According to Carl Hart, the chair of psychology at Columbia University, the failure to acknowledge the pleasurable dimension of why we take drugs is a serious problem, with serious consequences.

"Addiction is a small part of drug use but we act as if it's the largest part," he said. "We have to think of recreational drug use just like the way we think of other psychoactive drugs that are legal, like alcohol. Why do people use alcohol? It's used as a social lubricant. It's used to make people and things more interesting sometimes. Heroin, cocaine, all of these drugs can be used — and are used — in a similar fashion," he said.

Hart said that when we frame all drugs as dangerous, rather than substances that can be used to enhance life, we end up with policies that treat drug use as a problem, ignoring possible benefits.

"I try to get people to focus on the behaviour of interest. And the behavior of interest isn't drug use. It's are those people meeting their obligations and responsibilities? Are they good citizens? Do they treat people well?"

So why do we view alcohol and drugs so differently — and why have we been made to feel so bad about something that feels good?

The Philosophy

According to Peg O'Connor, a professor at Gustavus Adolphus College, the answer may lie in philosophy.

Ancient Greek and Roman philosophers enjoyed pleasure — and drew a sharp separation between the soul and body. But religious influences changed that.

"Pleasure starts to get coded, particularly with the rise of the Catholic church and scholastic philosophy, pleasure becomes suspect because it gets tied too closely to the bodily," she said.
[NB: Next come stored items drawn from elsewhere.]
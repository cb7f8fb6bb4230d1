use std::sync::Arc;

use starmap_engine::coords::Rect;
use starmap_engine::path::Path;

use crate::collab::{Selector, SpatialIndex, VectorAssets};
use crate::error::RenderError;
use crate::labels::LabelEnv;
use crate::options::MapOptions;
use crate::resources::ResourceCache;
use crate::style::Stylesheet;
use crate::transform::TilePlacement;

/// What to render: one tile of the map.
#[derive(Debug, Clone)]
pub struct RenderRequest {
    /// World units.
    pub tile_rect: Rect,
    /// Pixels per parsec.
    pub scale: f32,
    pub options: MapOptions,
    pub style: Arc<Stylesheet>,
    /// Output size in pixels.
    pub tile_size: (u32, u32),
    /// Extra clip in world units, intersected with the tile rectangle.
    pub clip: Option<Path>,
    /// Keep micro borders inside their own sector.
    pub clip_outsector_borders: bool,
    /// Time every pass and log the laps at debug level.
    pub timing: bool,
}

impl RenderRequest {
    pub fn new(
        tile_rect: Rect,
        scale: f32,
        options: MapOptions,
        style: Arc<Stylesheet>,
        tile_size: (u32, u32),
    ) -> Self {
        Self {
            tile_rect,
            scale,
            options,
            style,
            tile_size,
            clip: None,
            clip_outsector_borders: false,
            timing: false,
        }
    }

    pub fn with_clip(mut self, clip: Path) -> Self {
        self.clip = Some(clip);
        self
    }

    pub fn with_clip_outsector_borders(mut self, on: bool) -> Self {
        self.clip_outsector_borders = on;
        self
    }

    pub fn with_timing(mut self, on: bool) -> Self {
        self.timing = on;
        self
    }
}

/// Everything a pass reads. Built once per render; passes never mutate it
/// apart from the selector's scoped slop.
pub struct RenderContext<'a> {
    pub request: &'a RenderRequest,
    pub style: &'a Stylesheet,
    pub placement: TilePlacement,
    pub selector: Selector<'a>,
    pub assets: &'a dyn VectorAssets,
    pub resources: &'a ResourceCache,
    pub labels: LabelEnv,
}

impl<'a> RenderContext<'a> {
    pub fn new(
        request: &'a RenderRequest,
        index: &'a dyn SpatialIndex,
        assets: &'a dyn VectorAssets,
        resources: &'a ResourceCache,
    ) -> Result<Self, RenderError> {
        if !(request.scale > 0.0 && request.scale.is_finite()) {
            return Err(RenderError::InvalidScale(request.scale));
        }
        let placement = TilePlacement::new(request.tile_rect, request.scale)
            .ok_or(RenderError::InvalidScale(request.scale))?;
        let style = request.style.as_ref();
        Ok(Self {
            request,
            style,
            placement,
            selector: Selector::new(index, request.tile_rect),
            assets,
            resources,
            labels: LabelEnv::new(style),
        })
    }

    #[inline]
    pub fn tile_rect(&self) -> Rect {
        self.request.tile_rect
    }

    #[inline]
    pub fn scale(&self) -> f32 {
        self.request.scale
    }

    #[inline]
    pub fn options(&self) -> MapOptions {
        self.request.options
    }
}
This is present in many aspects of culture — from framing certain foods, films, or music as "guilty" pleasures, or in the ways we view people who sacrifice enjoyable aspects of life as strong-willed heroes.

"It's so odd because experiencing pleasure is part of what it means to be human, and yet we've pathologized that and we've moralized against it. But we all seek comfort in certain kinds of ways from the time that we are born."

"Pleasure is always suspect, unfortunately."